I have been an HR recruiter now for over 6 years across a range of sectors recruiting for graduate positions, up to HR manager jobs and the most senior roles within an HR function. During my time working in the recruitment sector, I have been watching with interest from the side lines as equality, diversity and the gender pay gap have been pulled into the media spotlight.
As a recruitment professional I have an acute awareness that all of these areas are hugely important, that they must be discussed and that equality, on all levels, is worth fighting for. We see some employers take these issues seriously, whereas others do not see them as important. My simple recruitment perspective is: I believe the best individual judged off tangible and comparable skills should get the job no matter their ethnicity, gender, age or sexual orientation.
I am also a realist and it is well known that humans will always have a level of unconscious and conscious bias. In recruitment, this manifests when hiring managers judge you on characteristics rather than skills, and it mainly comes out in the dreaded interview feedback phrase “culture fit”.
This is a get out of jail free card, essentially meaning the hiring manager didn’t like the candidate and they do not think others within the business will like them either. It has very little to do with skill set and is open to the abuses of bias.

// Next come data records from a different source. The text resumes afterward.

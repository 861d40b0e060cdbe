use crate::error::Result;
use crate::shape::Measure;
use crate::store::{ShapeId, ShapeStore};

/// Computes the volume of a stored shape.
///
/// Planar shapes always report zero.
pub struct Volume {
    shape: ShapeId,
}

impl Volume {
    /// Creates a new `Volume` query.
    #[must_use]
    pub fn new(shape: ShapeId) -> Self {
        Self { shape }
    }

    /// Executes the query, returning the volume.
    ///
    /// # Errors
    ///
    /// Returns an error if the shape is not in the store.
    pub fn execute(&self, store: &ShapeStore) -> Result<f64> {
        Ok(store.shape(self.shape)?.volume())
    }
}
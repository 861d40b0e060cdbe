use crate::error::Result;
use crate::math::{ensure_positive, is_positive, Vector3, PI};
use crate::shape::{Measure, ShapeKind};

/// A sphere with the given radius.
#[derive(Debug, Clone, PartialEq)]
pub struct Sphere {
    radius: f64,
}

impl Sphere {
    /// Creates a sphere without checking the radius.
    #[must_use]
    pub fn new(radius: f64) -> Self {
        Self { radius }
    }

    /// Creates a sphere with a checked radius.
    ///
    /// # Errors
    ///
    /// Returns an error if the radius is not finite and positive.
    pub fn try_new(radius: f64) -> Result<Self> {
        Ok(Self::new(ensure_positive("radius", radius)?))
    }

    /// Returns the radius of the sphere.
    #[must_use]
    pub fn radius(&self) -> f64 {
        self.radius
    }

    pub(crate) fn extents(&self) -> Vector3 {
        Vector3::repeat(2.0 * self.radius)
    }

    pub(crate) fn scaled(&self, factor: f64) -> Self {
        Self::new(self.radius * factor)
    }

    pub(crate) fn is_valid(&self) -> bool {
        is_positive(self.radius)
    }
}

impl Measure for Sphere {
    fn kind(&self) -> ShapeKind {
        ShapeKind::Sphere
    }

    fn area(&self) -> f64 {
        4.0 * PI * self.radius.powi(2)
    }

    fn volume(&self) -> f64 {
        (4.0 * PI * self.radius.powf(3.0)) / 3.0
    }
}
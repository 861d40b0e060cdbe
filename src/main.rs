//! Prints the properties of a fixed catalogue of shapes.
//!
//! Usage:
//! ```text
//! cargo run                        # report only
//! RUST_LOG=shapeform=debug cargo run
//! ```

use shapeform::shape::{
    Circle, Cube, Cuboid, Ellipse, Ellipsoid, Prism, Rectangle, Sphere, Square,
};
use shapeform::{Result, ShapeStore};

fn main() -> Result<()> {
    // Default: WARN for everything. Override with RUST_LOG.
    let env_filter = tracing_subscriber::EnvFilter::from_default_env()
        .add_directive(tracing_subscriber::filter::LevelFilter::WARN.into());
    tracing_subscriber::fmt()
        .with_env_filter(env_filter)
        .with_writer(std::io::stderr)
        .init();

    let mut store = ShapeStore::new();
    populate(&mut store);

    for id in store.ids() {
        let shape = store.remove(id)?;
        println!("{}\n", shape.properties());
    }
    Ok(())
}

fn populate(store: &mut ShapeStore) {
    store.add(Square::new(2.0));
    store.add(Rectangle::new(2.0, 3.0));
    store.add(Ellipse::new(2.0, 3.0));
    store.add(Circle::new(2.0));
    store.add(Cube::new(2.0));
    store.add(Cuboid::new(2.0, 3.0, 4.0));
    store.add(Ellipsoid::new(2.0, 2.0, 3.0));
    store.add(Sphere::new(2.0));
    store.add(Prism::new(Circle::new(2.0), 4.0));
    store.add(Prism::new(Square::new(2.0), 4.0));
    store.add(Prism::new(Rectangle::new(2.0, 3.0), 4.0));
    store.add(Prism::new(Ellipse::new(2.0, 3.0), 4.0));
}

#[cfg(test)]
mod tests {
    use super::*;

    #[test]
    fn catalogue_report() {
        let mut store = ShapeStore::new();
        populate(&mut store);
        assert_eq!(store.len(), 12);

        let report: Vec<String> = store
            .iter()
            .map(|(_, shape)| shape.properties().to_string())
            .collect();
        let expected = [
            ("Square", "4", "0"),
            ("Rectangle", "6", "0"),
            ("Ellipse", "18.8496", "0"),
            ("Circle", "12.5664", "0"),
            ("Cube", "24", "8"),
            ("Cuboid", "52", "24"),
            ("Ellipsoid", "60.0031", "16"),
            ("Sphere", "50.2655", "33.5103"),
            ("Circle Prism (Cylinder)", "75.3982", "50.2655"),
            ("Square Prism (Square-Base Cuboid)", "40", "16"),
            ("Rectangle Prism (Rectangle-Base Cuboid)", "52", "24"),
            ("Ellipse Prism", "101.161", "75.3982"),
        ];
        for (got, (label, area, volume)) in report.iter().zip(expected) {
            assert_eq!(
                got,
                &format!("Shape: {label}\nArea: {area} units^2\nVolume: {volume} units^3")
            );
        }
    }
}
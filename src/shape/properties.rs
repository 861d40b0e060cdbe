use std::fmt;

use super::Measure;
use crate::report::general;

/// Display report for a shape: label, area and volume.
#[derive(Debug, Clone, PartialEq)]
pub struct Properties {
    /// Kind name, or a composite label for a prism.
    pub label: String,
    pub area: f64,
    pub volume: f64,
}

impl Properties {
    /// Report labelled with the shape's kind name.
    #[must_use]
    pub fn of(shape: &impl Measure) -> Self {
        Self::with_label(shape.kind().to_string(), shape)
    }

    #[must_use]
    pub fn with_label(label: String, shape: &impl Measure) -> Self {
        Self {
            label,
            area: shape.area(),
            volume: shape.volume(),
        }
    }
}

impl fmt::Display for Properties {
    fn fmt(&self, f: &mut fmt::Formatter<'_>) -> fmt::Result {
        writeln!(f, "Shape: {}", self.label)?;
        writeln!(f, "Area: {} units^2", general(self.area))?;
        write!(f, "Volume: {} units^3", general(self.volume))
    }
}

#[cfg(test)]
mod tests {
    use crate::shape::{Circle, Cuboid, Ellipse, Ellipsoid, Prism, Rectangle, Shape, Square};

    fn render(shape: impl Into<Shape>) -> String {
        let shape: Shape = shape.into();
        shape.properties().to_string()
    }

    #[test]
    fn square_report() {
        assert_eq!(
            render(Square::new(2.0)),
            "Shape: Square\nArea: 4 units^2\nVolume: 0 units^3"
        );
    }

    #[test]
    fn cuboid_report() {
        assert_eq!(
            render(Cuboid::new(2.0, 3.0, 4.0)),
            "Shape: Cuboid\nArea: 52 units^2\nVolume: 24 units^3"
        );
    }

    #[test]
    fn ellipsoid_report() {
        assert_eq!(
            render(Ellipsoid::new(2.0, 2.0, 3.0)),
            "Shape: Ellipsoid\nArea: 60.0031 units^2\nVolume: 16 units^3"
        );
    }

    #[test]
    fn prism_labels() {
        assert_eq!(
            render(Prism::new(Circle::new(2.0), 4.0)),
            "Shape: Circle Prism (Cylinder)\nArea: 75.3982 units^2\nVolume: 50.2655 units^3"
        );
        assert!(render(Prism::new(Square::new(2.0), 4.0))
            .starts_with("Shape: Square Prism (Square-Base Cuboid)\n"));
        assert!(render(Prism::new(Rectangle::new(2.0, 3.0), 4.0))
            .starts_with("Shape: Rectangle Prism (Rectangle-Base Cuboid)\n"));
        assert_eq!(
            render(Prism::new(Ellipse::new(2.0, 3.0), 4.0)),
            "Shape: Ellipse Prism\nArea: 101.161 units^2\nVolume: 75.3982 units^3"
        );
    }
}
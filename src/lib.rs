pub mod error;
pub mod math;
pub mod operations;
pub mod report;
pub mod shape;
pub mod store;

pub use error::{Result, ShapeError};
pub use shape::{Flat2D, Measure, Perimeter, Shape, ShapeKind, Solid3D};
pub use store::{ShapeId, ShapeStore};
mod extrude;

pub use extrude::Extrude;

Bias is personal and forms over your life, and unless you are aware of your biases, you cannot change them. So I believe it is our responsibility, as individuals living in harmony on this blue planet, to learn about our personal biases and address them to minimise discrimination in the workplace. This will ensure we get the best and most diverse talent into our teams. It is not easy...
The problem we face is that some individuals will act on their biases, and teams within businesses will be represented in a biased way. This does not mean we should not strive for perfection, only that perfection across all levels of equality and diversity is going to be hard to achieve.
Enter another human failing - “the fast fix”. Businesses could invest in long term training programmes, promote E&D events to change company culture and manifest a truly diverse and balanced workforce through the want of its staff. Or take the approach of enterprising companies that commercialise the appetite for diversity in our workplaces.
Some of these are recruitment companies that are popping up to supply business with candidates that possess the desired characteristics and skills that companies might be lacking. Another side of this is organisations approaching advertising agencies to make the wording of their adverts more favourable to certain demographics.
Through corrective hiring, companies can achieve the desired change in the perception of their reported diversity without having to fix underlying discrimination. This begs the question; does simply hiring a more diverse staff group change the underlying culture of discrimination?
I believe the premises of a commercial entity promoting protected characteristics such as a recruitment firm or an advertising agency is in itself promoting discrimination, and failing an open and fair recruitment process. This has the potential to leave the most highly skilled individual without a job.